Perhaps the greatest lesson from every monsoon is that rain is wonderfully impartial. It does not ask whether you live in Gulshan, Dhanmondi, Mirpur, Mohammadpur, Badda, Uttara, or Old Dhaka.
It simply falls. Everything after that becomes a test of governance. Rain merely reveals what already exists beneath the asphalt: a functioning drainage system or the lack of one.
Imagine if Uttara Could Speak
“Dear Dhaka,
Thank you for calling me a village for nearly three decades. While you were busy debating whether civilisation ends after Gulshan, I was quietly trying to remain a reasonably planned residential area. Yes, I also experience waterlogging. Yes, some of my sectors went underwater. But if recovering comparatively quickly from heavy rainfall qualifies me as a village, perhaps the definition of urban sophistication requires revision.
Warm regards,
Your favourite gram,
Uttara”
The joke
The real satire is not that Uttara is called a village. The real satire is that Bangladesh has become so accustomed to dysfunctional urban infrastructure that merely seeing roads become usable shortly after heavy rain now feels like a miracle.
Think about that. We celebrate what should be normal. A drainage system doing its job. Roads remaining roads. Citizens reaching home without needing rescue boats. Our expectations have become so modest that competence feels extraordinary. That is not a compliment. It is an indictment.
Reality remains stubborn.
Researchers and urban planners have repeatedly stressed that Dhaka cannot continue filling wetlands, neglecting canals, expanding without coordinated drainage planning, and then expressing annual surprise when the city floods.
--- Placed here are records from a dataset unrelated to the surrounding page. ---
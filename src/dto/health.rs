use serde::Serialize;
use utoipa::ToSchema;

use crate::state::trivia::PoolSizes;

/// Per-tier trivia pool sizes exposed for operational visibility.
#[derive(Debug, Serialize, ToSchema)]
pub struct TriviaPoolSizes {
    /// Easy tier size.
    pub easy: usize,
    /// Medium tier size.
    pub medium: usize,
    /// Hard tier size.
    pub hard: usize,
}

impl From<PoolSizes> for TriviaPoolSizes {
    fn from(sizes: PoolSizes) -> Self {
        Self {
            easy: sizes.easy,
            medium: sizes.medium,
            hard: sizes.hard,
        }
    }
}

/// Health response returned by the `/api/health` route.
#[derive(Debug, Serialize, ToSchema)]
pub struct HealthResponse {
    /// Health status ("ok" or "degraded").
    pub status: String,
    /// Current trivia pool sizes per tier.
    pub trivia_pools: TriviaPoolSizes,
    /// Number of in-progress games.
    pub active_games: usize,
}

impl HealthResponse {
    /// Healthy payload with the current cache readings.
    pub fn ok(trivia_pools: TriviaPoolSizes, active_games: usize) -> Self {
        Self {
            status: "ok".to_string(),
            trivia_pools,
            active_games,
        }
    }

    /// Degraded payload; the caches keep serving their last contents.
    pub fn degraded(trivia_pools: TriviaPoolSizes, active_games: usize) -> Self {
        Self {
            status: "degraded".to_string(),
            trivia_pools,
            active_games,
        }
    }
}
//! Greed Trial backend binary entrypoint wiring the HTTP surface, the JSON
//! store, and the background cache supervisors.

use std::net::SocketAddr;
use std::sync::Arc;

use anyhow::Context;
use axum::Router;
use tokio::net::TcpListener;
use tokio::sync::watch;
use tower_http::{cors::CorsLayer, trace::TraceLayer};
use tracing::{info, warn};
use tracing_subscriber::{layer::SubscriberExt, util::SubscriberInitExt};

mod config;
mod dao;
mod dto;
mod error;
mod routes;
mod services;
mod state;

use config::{AppConfig, MIN_POOL_SIZE};
use dao::json_store::{JsonFileStore, JsonStoreConfig};
use dao::store::GreedStore;
use dao::trivia_source::{TriviaSourceClient, TriviaSourceConfig};
use services::{leaderboard_supervisor, refill_supervisor};
use state::{AppState, SharedState};

#[tokio::main]
async fn main() -> anyhow::Result<()> {
    init_tracing();

    let config = AppConfig::from_env();

    let store = JsonFileStore::connect(JsonStoreConfig::from_env())
        .await
        .context("opening JSON store")?;
    let store: Arc<dyn GreedStore> = Arc::new(store);
    let app_state = AppState::new(store);

    restore_trivia_pools(&app_state).await;

    let client = TriviaSourceClient::new(TriviaSourceConfig::from_env())
        .context("building question source client")?;

    // Background tasks run for the process lifetime and stop when the
    // shutdown flag flips after the server drains.
    let (shutdown_tx, _) = watch::channel(false);
    let refill = tokio::spawn(refill_supervisor::run(
        app_state.clone(),
        client,
        config.clone(),
        shutdown_tx.subscribe(),
    ));
    let leaderboard = tokio::spawn(leaderboard_supervisor::run(
        app_state.clone(),
        config.leaderboard_refresh_interval,
        shutdown_tx.subscribe(),
    ));

    let app = build_router(app_state);

    let addr = SocketAddr::from(([0, 0, 0, 0], config.port));
    info!(%addr, "starting server");

    let listener = TcpListener::bind(addr).await.context("binding server")?;
    axum::serve(listener, app.into_make_service())
        .with_graceful_shutdown(shutdown_signal())
        .await
        .context("serving axum")?;

    // Let the current supervisor cycles finish or be abandoned; they hold no
    // external handles across cycles.
    let _ = shutdown_tx.send(true);
    let _ = tokio::join!(refill, leaderboard);

    Ok(())
}

/// Restore the trivia pools from the persisted snapshot, then make sure
/// every tier has at least its fallback contents before the first request.
async fn restore_trivia_pools(state: &SharedState) {
    match state.store().load_trivia_snapshot().await {
        Ok(Some(snapshot)) => {
            state.trivia().restore(snapshot).await;
            let sizes = state.trivia().sizes().await;
            info!(
                easy = sizes.easy,
                medium = sizes.medium,
                hard = sizes.hard,
                "restored trivia cache from snapshot"
            );
        }
        Ok(None) => info!("no trivia snapshot found; starting from fallback banks"),
        Err(err) => warn!(error = %err, "failed to load trivia snapshot; starting from fallback banks"),
    }

    state.trivia().seed_fallbacks(MIN_POOL_SIZE).await;
}

/// Build the top-level router and attach cross-cutting middleware layers.
fn build_router(state: SharedState) -> Router<()> {
    routes::router(state)
        .layer(CorsLayer::permissive())
        .layer(TraceLayer::new_for_http())
}

/// Configure tracing subscribers so logs include spans by default.
fn init_tracing() {
    let env_filter = tracing_subscriber::EnvFilter::try_from_default_env()
        .unwrap_or_else(|_| "info,tower_http=debug".into());
    tracing_subscriber::registry()
        .with(env_filter)
        .with(tracing_subscriber::fmt::layer())
        .init();
}

/// Wait for Ctrl+C or SIGTERM and shut the server down gracefully.
async fn shutdown_signal() {
    #[cfg(unix)]
    {
        use tokio::signal::unix::{SignalKind, signal};

        let mut term = signal(SignalKind::terminate()).expect("install SIGTERM handler");
        tokio::select! {
            _ = tokio::signal::ctrl_c() => {},
            _ = term.recv() => {},
        }
    }

    #[cfg(not(unix))]
    {
        let _ = tokio::signal::ctrl_c().await;
    }
}
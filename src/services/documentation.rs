use utoipa::OpenApi;

#[derive(OpenApi)]
/// Aggregated OpenAPI specification for the Greed Trial backend.
#[openapi(
    paths(
        crate::routes::health::healthcheck,
        crate::routes::trivia::get_trivia,
        crate::routes::leaderboard::get_leaderboard,
        crate::routes::game::start_game,
        crate::routes::game::next_outcome,
        crate::routes::game::sync_state,
        crate::routes::game::end_game,
        crate::routes::market::get_market_chart,
    ),
    components(
        schemas(
            crate::dao::models::Difficulty,
            crate::dto::health::HealthResponse,
            crate::dto::health::TriviaPoolSizes,
            crate::dto::trivia::QuestionView,
            crate::dto::trivia::TriviaResponse,
            crate::dto::leaderboard::LeaderboardEntryView,
            crate::dto::leaderboard::LeaderboardResponse,
            crate::dto::game::StartGameRequest,
            crate::dto::game::StartGameResponse,
            crate::dto::game::OutcomeRequest,
            crate::dto::game::OutcomeResponse,
            crate::dto::game::SyncStateRequest,
            crate::dto::game::EndGameRequest,
            crate::dto::market::MarketChartResponse,
        )
    ),
    tags(
        (name = "health", description = "Health check endpoints"),
        (name = "trivia", description = "Trivia question sampling"),
        (name = "leaderboard", description = "Leaderboard reads"),
        (name = "game", description = "Active game registration and rigged outcomes"),
        (name = "market", description = "Simulated market charts"),
    )
)]
pub struct ApiDoc;
//! DTO definitions for the game surface.

use serde::{Deserialize, Serialize};
use utoipa::ToSchema;
use validator::Validate;

/// Payload registering a new active game for a session.
#[derive(Debug, Deserialize, ToSchema, Validate)]
pub struct StartGameRequest {
    /// Session token identifying the player.
    #[validate(length(min = 1))]
    pub token: String,
    /// Starting difficulty level.
    #[serde(default)]
    pub level: u32,
}

/// Response confirming a registered game.
#[derive(Debug, Serialize, ToSchema)]
pub struct StartGameResponse {
    /// Player the validated session belongs to.
    pub username: String,
}

/// Payload requesting the next outcome for a session.
#[derive(Debug, Deserialize, ToSchema, Validate)]
pub struct OutcomeRequest {
    /// Session token identifying the game.
    #[validate(length(min = 1))]
    pub token: String,
}

/// The next rigged tick for a game: 1 survives, 0 busts.
#[derive(Debug, Serialize, ToSchema)]
pub struct OutcomeResponse {
    /// 0 or 1.
    pub outcome: u8,
}

/// Caller-owned game fields pushed back into the registry.
///
/// The outcome generator reads these for its corrective rules but never
/// writes them; the client reports them after applying each outcome.
#[derive(Debug, Deserialize, ToSchema, Validate)]
pub struct SyncStateRequest {
    /// Session token identifying the game.
    #[validate(length(min = 1))]
    pub token: String,
    /// Accumulated money.
    pub money: u64,
    /// Current survive streak.
    pub streak: u32,
    /// Current difficulty level.
    pub level: u32,
}

/// Payload evicting a session's game state.
#[derive(Debug, Deserialize, ToSchema, Validate)]
pub struct EndGameRequest {
    /// Session token identifying the game.
    #[validate(length(min = 1))]
    pub token: String,
}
Rainfall is becoming increasingly intense due to changing climatic conditions. Cities cannot negotiate with clouds. They can only prepare. That preparation requires investment, maintenance, accountability, and long-term planning, not seasonal blame games like poker.
Perhaps it is finally time to retire one joke and replace it with another.
The next time someone says, “Uttara is a gram,” smile politely. Then ask, “Is your neighbourhood still underwater?” Not because Uttara is flawless. Not because every sector escaped flooding. But because this year’s flood and rainfall reminded us of a simple truth:
Being modern is not determined by cafés, luxury apartments, fashionable postcodes, or infrastructure. A truly modern city is one where rainwater knows how to leave.
Until Dhaka collectively learns that lesson, the so-called village may continue teaching the metropolis what urban planning was supposed to look like all along.
And perhaps that is the greatest irony of all. For years, people laughed at Uttara for being Dhaka’s gram. This monsoon, the joke quietly shifted its address.